Kriz dibe ulaştı mı?

Ömer Faruk ÇOLAK EKONOMİ ATLASI dunyaweb@dunya.com

Şu anda dünyada ve Türkiye'de ekonomiye şöyle böyle bulaşanların tümünün yanıt aradığı soru krizde dibe ulaşıldı mı sorusudur. Doğrusu hafta içinde arka arkaya açıklanan veriler bu sorunun sorulmasına neden oldu. Özellikle ABD, Japonya ve Avrupa Birliği'ne üye belli başlı ülkelerin tüketici güven endekslerinin yükselme eğilimine girmesi krizde sona gelindiğine ilişkin umutlarında güçlenmesine neden oldu. Hiç şüphesiz bu eğilimin giderek güçlenmesi sanayi üretiminin ve talebin artmasını da sağlayacaktır.

Esen olumlu havayı güçlendiren başka bir olgu ise ABD'de GM'e yönelik yapılan 30 milyar dolarlık yardımdır. Yapılan yardım reel sektördeki çürük elmaların sağlamları ile değiştirilmesi anlamına gelmektedir. Finansal piyasalarda batma noktasına gelmiş bankalardan sonra reel sektördeki firmaların da yeniden yapılandırılmasına yönelik eyleme geçilmesi krizin sona ermesinde önemli bir aşmayı ifade etmektedir. Bu durum, ekonomideki çarkların yeniden dönmesi demektir.

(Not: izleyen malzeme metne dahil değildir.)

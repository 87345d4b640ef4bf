//! Model processing (refresh) for olap-bridge.
//!
//! Resolves processing targets, names the refresh modes, and drives the
//! synchronous refresh state machine.

pub mod processor;

pub use processor::ModelProcessor;

use serde::{Deserialize, Serialize};
use std::fmt;
use std::str::FromStr;
use std::time::Duration;

use crate::error::{BridgeError, Result};

/// Refresh mode for a processing command.
#[derive(
    Debug, Clone, Copy, PartialEq, Eq, Hash, Default, Serialize, Deserialize, clap::ValueEnum,
)]
#[serde(rename_all = "kebab-case")]
pub enum ProcessingMode {
    /// Drop and reload data, then recalculate.
    #[default]
    Full,
    /// Append new data to existing partitions.
    Add,
    /// Reload data without recalculating dependents.
    DataOnly,
    /// Remove all data.
    Clear,
    /// Recalculate derived structures only.
    Calculate,
    /// Let the engine bring stale objects up to date (the default refresh).
    Automatic,
}

impl ProcessingMode {
    /// The refresh type name used in TMSL commands.
    pub fn tmsl_type(&self) -> &'static str {
        match self {
            Self::Full => "full",
            Self::Add => "add",
            Self::DataOnly => "dataOnly",
            Self::Clear => "clearValues",
            Self::Calculate => "calculate",
            Self::Automatic => "automatic",
        }
    }

    /// Returns the mode as a kebab-case string.
    pub fn as_str(&self) -> &'static str {
        match self {
            Self::Full => "full",
            Self::Add => "add",
            Self::DataOnly => "data-only",
            Self::Clear => "clear",
            Self::Calculate => "calculate",
            Self::Automatic => "automatic",
        }
    }
}

impl fmt::Display for ProcessingMode {
    fn fmt(&self, f: &mut fmt::Formatter<'_>) -> fmt::Result {
        f.write_str(self.as_str())
    }
}

impl FromStr for ProcessingMode {
    type Err = BridgeError;

    fn from_str(s: &str) -> Result<Self> {
        match s.to_ascii_lowercase().replace('_', "-").as_str() {
            "full" => Ok(Self::Full),
            "add" | "incremental" => Ok(Self::Add),
            "data-only" | "dataonly" => Ok(Self::DataOnly),
            "clear" | "clearvalues" | "clear-values" => Ok(Self::Clear),
            "calculate" | "recalc" => Ok(Self::Calculate),
            "automatic" | "default" => Ok(Self::Automatic),
            _ => Err(BridgeError::invalid_configuration(format!(
                "Invalid processing mode: {s}. Expected: full, add, data-only, clear, calculate, or automatic"
            ))),
        }
    }
}

/// The object a processing command acts on.
#[derive(Debug, Clone, PartialEq, Eq)]
pub enum ProcessTarget {
    /// The whole model.
    Database { database: String },
    /// One table of the model.
    Table { database: String, table: String },
    /// One partition of a table.
    Partition {
        database: String,
        table: String,
        partition: String,
    },
}

impl ProcessTarget {
    /// Resolves an object path relative to `database`.
    ///
    /// Segments are split on `/`, or on `.` when the path has no `/`. A
    /// leading segment naming the database is dropped. The remainder is empty
    /// (model), `table`, or `table/partition`.
    pub fn resolve(object_path: &str, database: &str) -> Result<Self> {
        let path = object_path.trim().trim_matches('/');
        let mut segments: Vec<&str> = if path.is_empty() {
            Vec::new()
        } else if path.contains('/') {
            path.split('/').map(str::trim).collect()
        } else {
            path.split('.').map(str::trim).collect()
        };

        if segments.iter().any(|s| s.is_empty()) {
            return Err(BridgeError::invalid_configuration(format!(
                "object path '{object_path}' contains an empty segment"
            )));
        }
        if segments
            .first()
            .is_some_and(|first| first.eq_ignore_ascii_case(database))
        {
            segments.remove(0);
        }

        let database = database.to_string();
        match segments.as_slice() {
            [] => Ok(Self::Database { database }),
            [table] => Ok(Self::Table {
                database,
                table: table.to_string(),
            }),
            [table, partition] => Ok(Self::Partition {
                database,
                table: table.to_string(),
                partition: partition.to_string(),
            }),
            _ => Err(BridgeError::invalid_configuration(format!(
                "object path '{object_path}' has too many segments; expected [database/]table[/partition]"
            ))),
        }
    }

    /// Database the target belongs to.
    pub fn database(&self) -> &str {
        match self {
            Self::Database { database }
            | Self::Table { database, .. }
            | Self::Partition { database, .. } => database,
        }
    }

    /// Table name, for table and partition targets.
    pub fn table(&self) -> Option<&str> {
        match self {
            Self::Database { .. } => None,
            Self::Table { table, .. } | Self::Partition { table, .. } => Some(table),
        }
    }

    /// TMSL object reference for this target.
    pub fn tmsl_object(&self) -> serde_json::Value {
        match self {
            Self::Database { database } => serde_json::json!({ "database": database }),
            Self::Table { database, table } => {
                serde_json::json!({ "database": database, "table": table })
            }
            Self::Partition {
                database,
                table,
                partition,
            } => serde_json::json!({
                "database": database,
                "table": table,
                "partition": partition,
            }),
        }
    }
}

impl fmt::Display for ProcessTarget {
    fn fmt(&self, f: &mut fmt::Formatter<'_>) -> fmt::Result {
        match self {
            Self::Database { database } => write!(f, "database '{database}'"),
            Self::Table { database, table } => {
                write!(f, "table '{table}' in database '{database}'")
            }
            Self::Partition {
                database,
                table,
                partition,
            } => write!(
                f,
                "partition '{partition}' of table '{table}' in database '{database}'"
            ),
        }
    }
}

/// Stages of a processing call.
#[derive(Debug, Clone, Copy, PartialEq, Eq, Serialize)]
#[serde(rename_all = "lowercase")]
pub enum ProcessingState {
    Idle,
    Connecting,
    Locating,
    Issuing,
    Succeeded,
    Failed,
}

impl ProcessingState {
    /// Returns true for `Succeeded` and `Failed`.
    pub fn is_terminal(&self) -> bool {
        matches!(self, Self::Succeeded | Self::Failed)
    }
}

/// Result of a completed processing call.
#[derive(Debug, Clone, PartialEq, Serialize)]
pub struct ProcessingOutcome {
    /// The object that was processed.
    pub target: String,
    /// Refresh mode that was issued.
    pub mode: ProcessingMode,
    /// Terminal state reached.
    pub state: ProcessingState,
    /// Engine diagnostic text for a failed refresh.
    pub error: Option<String>,
    /// Warnings the engine reported alongside a successful refresh.
    pub warnings: Vec<String>,
    /// Wall-clock time from connecting to completion.
    #[serde(serialize_with = "serialize_millis")]
    pub duration: Duration,
}

impl ProcessingOutcome {
    /// Returns true if the refresh succeeded.
    pub fn is_success(&self) -> bool {
        self.state == ProcessingState::Succeeded
    }
}

fn serialize_millis<S>(duration: &Duration, serializer: S) -> std::result::Result<S::Ok, S::Error>
where
    S: serde::Serializer,
{
    serializer.serialize_u128(duration.as_millis())
}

Krizin başlamasından bu yana yapılan müdahaleler krizin büyük ölçüde iyi yöneltildiğini göstermektedir. 1929 krizi kadar büyük bir kriz ile karşı karşıya olduğumuz düşünüldüğünde bu krizde 1929 krizinde yapılan temel yanlışların yapılmadığını rahatlıkla söyleyebiliriz. Bunu söylerken özellikle şunları belirtmemiz gerekiyor:

·1929 krizinde piyasanın ihtiyacı olan likidite sağlanmamış tam aksine başlangıçta enflasyonu artıracağı korkusuyla para arzı kısılmıştır. Bu krizde ise FED ve diğer merkez bankaları piyasaların talep ettiği likiditeyi sağlamışlardır. Parasal genişlemeye rağmen enflasyon oranı yükselmemiştir.

·1929 krizinde reel sektöre müdahale ancak krizden üç yıl sonra başlamıştı. Yaşadığımız krizde ise müdahale krizle birlikte başlamış ve artan oranda devam etmektedir.

·1929 krizinde ABD büyük bir ülke sorumluluğunu yerine getirmemiş ve diğer ülkelerle işbirliği yapma konusunda çekinceli davranmıştı. 2008 krizinde ABD büyük bir ülke gibi davranmıştır. Özellikle Başkan Obama'nın göreve başlaması ile bu durum daha artmıştır. ABD, Japonya ve AB ülkeleri ile sıkı işbirliği yapmanın yanında G-20 Zirvesi'nin toplanmasına ve krize karşı ortak bir mücadele programı üzerinde esnek de olsa bir mutabakat sağlanmasına öncülük yapmıştır.

Gelinen noktada krizin dibe vurup vurmadığı tartışmasının artık bir ayrıntı olduğunu düşünmeliyiz. Çünkü bu yıl olmasa bile önümüzdeki yıl krizin etkisinin azalması kesin gibidir. Ancak şunun da unutulmaması gerekiyor: Bu ölçekteki krizler de iniş çıkışlarında olması şaşırtıcı olmayacaktır. Bundan dolayı tüm ülkelerin bunu göz önüne alan politikalar üretmesi gerekir.

Türkiye'de krizin ulaştığı bu noktada diğer ülkelere benzer tepkiler vermektedir. Türkiye'yi diğer ülkelerden ayıran nokta yapısal sorunlarını çözme konusundaki isteksizliğidir. Bu isteksizlik sadece maliye politikası yönünde değildir. TCMB de krizin çözümünde pasif kalarak özellikle reel sektörün likidite yetersizliğine karşı umarsız kalmıştır.

Umarız hazırlanan son paket pasif kalınan alanlarda yeni açılımlar getirir.